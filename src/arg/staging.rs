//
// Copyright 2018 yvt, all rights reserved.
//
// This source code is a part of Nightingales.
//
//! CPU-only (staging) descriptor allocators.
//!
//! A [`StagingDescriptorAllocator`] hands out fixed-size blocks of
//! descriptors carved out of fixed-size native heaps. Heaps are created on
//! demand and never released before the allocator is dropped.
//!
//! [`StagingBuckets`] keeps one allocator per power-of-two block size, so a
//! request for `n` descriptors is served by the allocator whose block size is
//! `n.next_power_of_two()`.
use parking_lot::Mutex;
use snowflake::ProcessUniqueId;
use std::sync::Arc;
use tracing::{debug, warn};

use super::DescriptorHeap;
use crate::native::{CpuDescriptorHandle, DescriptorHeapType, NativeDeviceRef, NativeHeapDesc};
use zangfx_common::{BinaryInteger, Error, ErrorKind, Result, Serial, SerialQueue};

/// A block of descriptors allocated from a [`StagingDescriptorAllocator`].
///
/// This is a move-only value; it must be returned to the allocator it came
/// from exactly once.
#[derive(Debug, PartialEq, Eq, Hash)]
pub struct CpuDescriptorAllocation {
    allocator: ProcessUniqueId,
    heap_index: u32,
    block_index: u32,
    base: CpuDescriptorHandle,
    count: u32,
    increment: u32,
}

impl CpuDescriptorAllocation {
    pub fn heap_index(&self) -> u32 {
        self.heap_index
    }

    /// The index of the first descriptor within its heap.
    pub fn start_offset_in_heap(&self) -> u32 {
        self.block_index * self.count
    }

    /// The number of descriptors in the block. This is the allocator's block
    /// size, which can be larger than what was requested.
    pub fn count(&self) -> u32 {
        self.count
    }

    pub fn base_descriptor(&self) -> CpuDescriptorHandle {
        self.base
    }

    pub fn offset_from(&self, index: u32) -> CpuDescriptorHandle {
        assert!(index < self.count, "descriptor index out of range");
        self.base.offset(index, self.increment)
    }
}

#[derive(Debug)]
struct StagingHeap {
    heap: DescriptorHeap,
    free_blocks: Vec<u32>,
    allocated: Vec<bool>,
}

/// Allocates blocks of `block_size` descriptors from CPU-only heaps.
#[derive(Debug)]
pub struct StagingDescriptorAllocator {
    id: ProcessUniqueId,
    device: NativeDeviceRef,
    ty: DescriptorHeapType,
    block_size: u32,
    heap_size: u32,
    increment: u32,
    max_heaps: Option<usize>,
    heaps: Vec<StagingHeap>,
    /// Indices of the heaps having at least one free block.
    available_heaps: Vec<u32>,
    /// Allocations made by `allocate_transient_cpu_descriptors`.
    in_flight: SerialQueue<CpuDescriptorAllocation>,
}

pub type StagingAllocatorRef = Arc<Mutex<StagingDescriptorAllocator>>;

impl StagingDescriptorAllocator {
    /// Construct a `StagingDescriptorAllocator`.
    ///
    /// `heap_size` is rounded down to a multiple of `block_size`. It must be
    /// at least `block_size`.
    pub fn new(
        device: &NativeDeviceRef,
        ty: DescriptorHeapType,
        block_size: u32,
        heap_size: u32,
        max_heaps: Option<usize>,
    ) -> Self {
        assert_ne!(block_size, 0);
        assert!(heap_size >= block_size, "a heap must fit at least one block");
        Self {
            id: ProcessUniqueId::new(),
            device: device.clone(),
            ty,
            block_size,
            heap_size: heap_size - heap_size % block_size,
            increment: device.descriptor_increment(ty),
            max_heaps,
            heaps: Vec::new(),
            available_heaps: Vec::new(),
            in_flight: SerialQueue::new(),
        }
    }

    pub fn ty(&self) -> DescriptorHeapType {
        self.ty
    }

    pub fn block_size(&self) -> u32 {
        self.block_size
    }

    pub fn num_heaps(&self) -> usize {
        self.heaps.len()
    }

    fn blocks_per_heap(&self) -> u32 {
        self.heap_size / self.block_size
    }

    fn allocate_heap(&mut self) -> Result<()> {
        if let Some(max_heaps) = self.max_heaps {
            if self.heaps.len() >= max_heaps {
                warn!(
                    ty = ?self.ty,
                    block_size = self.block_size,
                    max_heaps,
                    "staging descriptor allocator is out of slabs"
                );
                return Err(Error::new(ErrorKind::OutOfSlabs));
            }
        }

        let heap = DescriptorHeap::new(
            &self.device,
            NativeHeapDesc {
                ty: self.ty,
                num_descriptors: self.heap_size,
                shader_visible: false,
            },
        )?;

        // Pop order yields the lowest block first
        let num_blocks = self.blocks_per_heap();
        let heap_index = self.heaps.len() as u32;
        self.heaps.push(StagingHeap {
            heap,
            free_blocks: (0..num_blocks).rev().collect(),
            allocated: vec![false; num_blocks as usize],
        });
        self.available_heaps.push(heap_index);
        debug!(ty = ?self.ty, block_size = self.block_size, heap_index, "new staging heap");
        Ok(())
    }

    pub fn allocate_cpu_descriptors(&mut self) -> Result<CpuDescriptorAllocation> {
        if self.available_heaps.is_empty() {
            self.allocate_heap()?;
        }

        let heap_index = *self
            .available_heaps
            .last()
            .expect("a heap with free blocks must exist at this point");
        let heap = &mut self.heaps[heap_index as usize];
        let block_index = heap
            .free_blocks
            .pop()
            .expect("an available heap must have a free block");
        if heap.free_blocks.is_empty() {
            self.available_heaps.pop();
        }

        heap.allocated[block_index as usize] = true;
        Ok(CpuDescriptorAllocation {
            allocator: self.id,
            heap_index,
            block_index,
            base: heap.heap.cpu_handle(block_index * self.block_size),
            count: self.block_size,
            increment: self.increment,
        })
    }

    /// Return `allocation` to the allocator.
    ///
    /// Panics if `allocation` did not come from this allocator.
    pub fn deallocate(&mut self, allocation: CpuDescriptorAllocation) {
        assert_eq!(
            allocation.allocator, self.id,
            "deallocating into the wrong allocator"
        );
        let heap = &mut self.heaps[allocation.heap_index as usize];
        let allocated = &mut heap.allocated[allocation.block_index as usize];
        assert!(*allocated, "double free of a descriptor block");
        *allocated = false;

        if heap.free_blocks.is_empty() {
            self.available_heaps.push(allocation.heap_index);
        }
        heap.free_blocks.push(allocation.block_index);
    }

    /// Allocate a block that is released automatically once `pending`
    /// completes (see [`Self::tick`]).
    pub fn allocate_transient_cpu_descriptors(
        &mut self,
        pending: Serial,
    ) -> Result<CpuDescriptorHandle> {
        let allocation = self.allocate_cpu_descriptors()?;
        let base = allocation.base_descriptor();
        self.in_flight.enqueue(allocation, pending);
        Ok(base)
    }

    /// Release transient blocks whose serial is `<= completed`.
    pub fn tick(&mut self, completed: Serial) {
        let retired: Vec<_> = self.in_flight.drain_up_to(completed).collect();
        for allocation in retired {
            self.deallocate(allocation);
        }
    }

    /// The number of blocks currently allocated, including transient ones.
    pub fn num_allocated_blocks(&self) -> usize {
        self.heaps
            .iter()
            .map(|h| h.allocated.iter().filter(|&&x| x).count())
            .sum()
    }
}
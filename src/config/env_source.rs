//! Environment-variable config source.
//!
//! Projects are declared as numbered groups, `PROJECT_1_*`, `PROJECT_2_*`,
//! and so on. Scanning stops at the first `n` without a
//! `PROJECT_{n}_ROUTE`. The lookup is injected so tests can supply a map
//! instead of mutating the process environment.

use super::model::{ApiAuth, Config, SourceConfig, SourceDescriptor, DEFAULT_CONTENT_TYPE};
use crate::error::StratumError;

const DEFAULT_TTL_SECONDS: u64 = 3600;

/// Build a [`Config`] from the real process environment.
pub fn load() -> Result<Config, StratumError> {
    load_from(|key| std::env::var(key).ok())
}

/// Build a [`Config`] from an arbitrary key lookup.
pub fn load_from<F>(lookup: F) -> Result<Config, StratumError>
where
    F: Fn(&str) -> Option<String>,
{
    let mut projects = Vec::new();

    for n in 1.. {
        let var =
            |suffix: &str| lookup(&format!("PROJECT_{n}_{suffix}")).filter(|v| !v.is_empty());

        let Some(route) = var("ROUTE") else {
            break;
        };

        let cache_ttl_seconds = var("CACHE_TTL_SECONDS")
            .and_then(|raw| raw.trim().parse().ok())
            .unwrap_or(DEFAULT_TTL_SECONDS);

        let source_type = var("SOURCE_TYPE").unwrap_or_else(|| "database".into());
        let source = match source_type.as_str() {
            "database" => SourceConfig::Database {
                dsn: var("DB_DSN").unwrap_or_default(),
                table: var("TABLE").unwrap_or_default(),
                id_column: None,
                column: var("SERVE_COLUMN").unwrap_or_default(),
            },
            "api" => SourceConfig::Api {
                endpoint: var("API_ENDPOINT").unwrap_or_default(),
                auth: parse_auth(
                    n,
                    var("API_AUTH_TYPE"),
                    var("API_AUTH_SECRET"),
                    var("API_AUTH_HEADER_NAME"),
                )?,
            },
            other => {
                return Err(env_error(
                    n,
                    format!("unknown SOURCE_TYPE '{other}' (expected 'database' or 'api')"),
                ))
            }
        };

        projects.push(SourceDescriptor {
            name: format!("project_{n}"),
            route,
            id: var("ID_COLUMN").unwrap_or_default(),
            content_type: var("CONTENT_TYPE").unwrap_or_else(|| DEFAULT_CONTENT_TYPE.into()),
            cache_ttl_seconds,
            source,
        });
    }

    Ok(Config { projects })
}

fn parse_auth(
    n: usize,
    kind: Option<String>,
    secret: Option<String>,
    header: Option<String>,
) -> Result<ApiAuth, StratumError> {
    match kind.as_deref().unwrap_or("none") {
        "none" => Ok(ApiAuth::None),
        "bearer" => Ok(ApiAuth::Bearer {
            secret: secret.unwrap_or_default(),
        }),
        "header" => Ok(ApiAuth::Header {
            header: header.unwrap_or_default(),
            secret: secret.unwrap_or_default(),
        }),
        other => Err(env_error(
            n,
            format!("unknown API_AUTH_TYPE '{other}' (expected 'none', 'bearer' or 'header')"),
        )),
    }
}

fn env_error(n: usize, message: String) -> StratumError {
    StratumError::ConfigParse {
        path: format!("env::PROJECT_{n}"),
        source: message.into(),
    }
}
****
The response must contain each line above that holds the string "StratumError".

use crate::error::StratumError;
pub fn load() -> Result<Config, StratumError> {
pub fn load_from<F>(lookup: F) -> Result<Config, StratumError>
) -> Result<ApiAuth, StratumError> {
fn env_error(n: usize, message: String) -> StratumError {
    StratumError::ConfigParse {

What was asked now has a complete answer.